My team wrote out a word for her. “God is faithful. He is your sweet reward.” She knew that, but she thanked us anyway, tucking the paper into her worn bible.
It’s going to be a long eleven months, and I’m glad to have met Rosa in the first. Her strength encourages me. Rosa isn’t results oriented; she is just faithful. Month after month, year after year, she returns to Punto Alto, telling herself that “It’s their time.” I hope someday she is right, but I know Rosa will keep going even if she’s wrong. She is faithful.
Her husband doesn’t say thank you; he doesn’t even know that he should. But she keeps on. One of the hermanas in the church says of their relationship “Life together is hard for Rosa. Hard together but better than not.”

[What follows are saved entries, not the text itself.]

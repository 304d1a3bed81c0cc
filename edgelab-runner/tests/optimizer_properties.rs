//! Property tests for the driver, metrics, grid search and walk-forward.
//!
//! Uses proptest to verify:
//! 1. Equity curve length equals the filtered candle count
//! 2. Max drawdown ≥ 0 and win rate ∈ [0, 1] for any run
//! 3. Grid search returns a combination drawn from the ranges
//! 4. For max_drawdown the winner is ≤ every candidate
//! 5. Walk-forward consistency never exceeds 1

use chrono::Duration;
use proptest::prelude::*;

use edgelab_core::domain::{candles_from_closes, Candle};
use edgelab_core::strategy::{create_strategy, StrategySpec};
use edgelab_runner::metrics::{max_drawdown, MetricField};
use edgelab_runner::runner::Backtester;
use edgelab_runner::sweep::{GridSearch, ParamGrid};
use edgelab_runner::walk_forward::{consistency, run_walk_forward, WalkForwardConfig};

// ── Strategies (proptest) ────────────────────────────────────────────

fn arb_candles(min: usize, max: usize) -> impl Strategy<Value = Vec<Candle>> {
    prop::collection::vec(-15.0..15.0_f64, min..max).prop_map(|steps| {
        let mut price = 2000.0;
        let closes: Vec<f64> = steps
            .into_iter()
            .map(|s| {
                price = (price + s).max(50.0);
                price
            })
            .collect();
        candles_from_closes(&closes)
    })
}

fn arb_spec() -> impl Strategy<Value = StrategySpec> {
    prop_oneof![
        (2usize..20, 10.0..45.0_f64, 55.0..90.0_f64).prop_map(|(p, os, ob)| {
            StrategySpec::new("rsi")
                .with_param("period", p as f64)
                .with_param("oversold", os)
                .with_param("overbought", ob)
        }),
        (2usize..8, 9usize..25).prop_map(|(fast, slow)| {
            StrategySpec::new("ma_crossover")
                .with_param("fast", fast as f64)
                .with_param("slow", slow as f64)
        }),
    ]
}

// ── 1-2. Driver and metrics ──────────────────────────────────────────

proptest! {
    #![proptest_config(ProptestConfig::with_cases(64))]

    #[test]
    fn equity_curve_covers_filtered_range(
        candles in arb_candles(30, 200),
        spec in arb_spec(),
        bounds in (0usize..30, 0usize..30),
    ) {
        let strategy = create_strategy(&spec).unwrap();
        let n = candles.len();
        let lo = bounds.0.min(n - 1);
        let hi = (n - 1).saturating_sub(bounds.1).max(lo);

        let result = Backtester::default().run(
            &strategy,
            &candles,
            candles[lo].timestamp,
            candles[hi].timestamp,
        );
        prop_assert_eq!(result.equity_curve.len(), hi - lo + 1);
        prop_assert_eq!(result.candle_count, hi - lo + 1);

        let m = result.metrics();
        prop_assert!(m.max_drawdown >= 0.0);
        prop_assert!((0.0..=1.0).contains(&m.win_rate));
        prop_assert!(m.sharpe_ratio.is_finite());
        prop_assert!(m.sortino_ratio.is_finite());
        prop_assert!(m.calmar_ratio.is_finite());
        prop_assert!(m.winning_trades + m.losing_trades <= m.total_trades);
    }

    #[test]
    fn non_decreasing_equity_has_zero_drawdown(
        steps in prop::collection::vec(0.0..100.0_f64, 1..100),
    ) {
        let mut equity = 1_000.0;
        let curve: Vec<f64> = steps.iter().map(|s| { equity += s; equity }).collect();
        prop_assert_eq!(max_drawdown(&curve), 0.0);
    }
}

// ── 3-4. Grid search ─────────────────────────────────────────────────

proptest! {
    #![proptest_config(ProptestConfig::with_cases(16))]

    #[test]
    fn grid_winner_comes_from_ranges(
        candles in arb_candles(60, 160),
        fasts in prop::collection::vec(2usize..8, 1..3),
        slows in prop::collection::vec(6usize..20, 1..3),
        target_idx in 0usize..MetricField::ALL.len(),
    ) {
        let target = MetricField::ALL[target_idx];
        let grid = ParamGrid::new()
            .with("fast", fasts.iter().map(|&f| f as f64).collect())
            .with("slow", slows.iter().map(|&s| s as f64).collect());
        let start = candles[0].timestamp;
        let end = candles[candles.len() - 1].timestamp;

        let result = GridSearch::new(Backtester::default(), target)
            .run_kind("ma_crossover", &grid, &candles, start, end)
            .unwrap();

        prop_assert_eq!(result.candidates.len() + result.failures.len(), grid.size());
        if let Some(best) = &result.best {
            prop_assert!(fasts.iter().any(|&f| f as f64 == best.params["fast"]));
            prop_assert!(slows.iter().any(|&s| s as f64 == best.params["slow"]));
            for c in &result.candidates {
                prop_assert!(!target.is_better(c.score, best.score));
            }
        } else {
            prop_assert!(result.candidates.is_empty());
        }
    }

    #[test]
    fn max_drawdown_winner_is_minimal(
        candles in arb_candles(60, 160),
        periods in prop::collection::vec(2usize..20, 1..5),
    ) {
        let grid = ParamGrid::new().with("period", periods.iter().map(|&p| p as f64).collect());
        let start = candles[0].timestamp;
        let end = candles[candles.len() - 1].timestamp;

        let result = GridSearch::new(Backtester::default(), MetricField::MaxDrawdown)
            .run_kind("rsi", &grid, &candles, start, end)
            .unwrap();

        let best = result.best_value().unwrap();
        for c in &result.candidates {
            prop_assert!(best <= c.score);
        }
    }
}

// ── 5. Walk-forward ──────────────────────────────────────────────────

proptest! {
    #![proptest_config(ProptestConfig::with_cases(32))]

    #[test]
    fn consistency_never_exceeds_one(train in -5.0..5.0_f64, test in -5.0..5.0_f64) {
        prop_assert!(consistency(train, test) <= 1.0);
    }

    #[test]
    fn walk_forward_windows_are_capped(
        candles in arb_candles(100, 300),
        spec in arb_spec(),
        train_days in 1u32..4,
        test_days in 1u32..3,
    ) {
        let strategy = create_strategy(&spec).unwrap();
        let config = WalkForwardConfig { train_days, test_days };
        let start = candles[0].timestamp;
        let end = candles[candles.len() - 1].timestamp;

        let report = run_walk_forward(&Backtester::default(), &config, &strategy, &candles, start, end);

        prop_assert!(report.average_consistency <= 1.0);
        for w in &report.windows {
            prop_assert!(w.consistency <= 1.0);
            prop_assert!(w.window.test_end <= end);
            prop_assert_eq!(w.window.test_start, w.window.train_end);
            prop_assert_eq!(
                w.window.test_end - w.window.test_start,
                Duration::days(i64::from(test_days))
            );
        }
    }
}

Rosa is the valiant woman marching children down the streets towards her Jesus. She is also the broken and sad wife, locking the doors to keep her husband safe. She is a daughter of the king, drawing strength from the Lord both for her mission and her sadness. Through it all, she’s faithful. I’m praying to grow in that faithfulness, the patience for thankless and endless work.
We have ten days left in Chile. I don’t know how I’m going to say goodbye to all of these people. There are so many people here like Rosa- so many who have inspired and challenged me. So quickly they’ve become family. On our first day here, one of the women said “When you leave, I will cry.” I wonder now how she knew.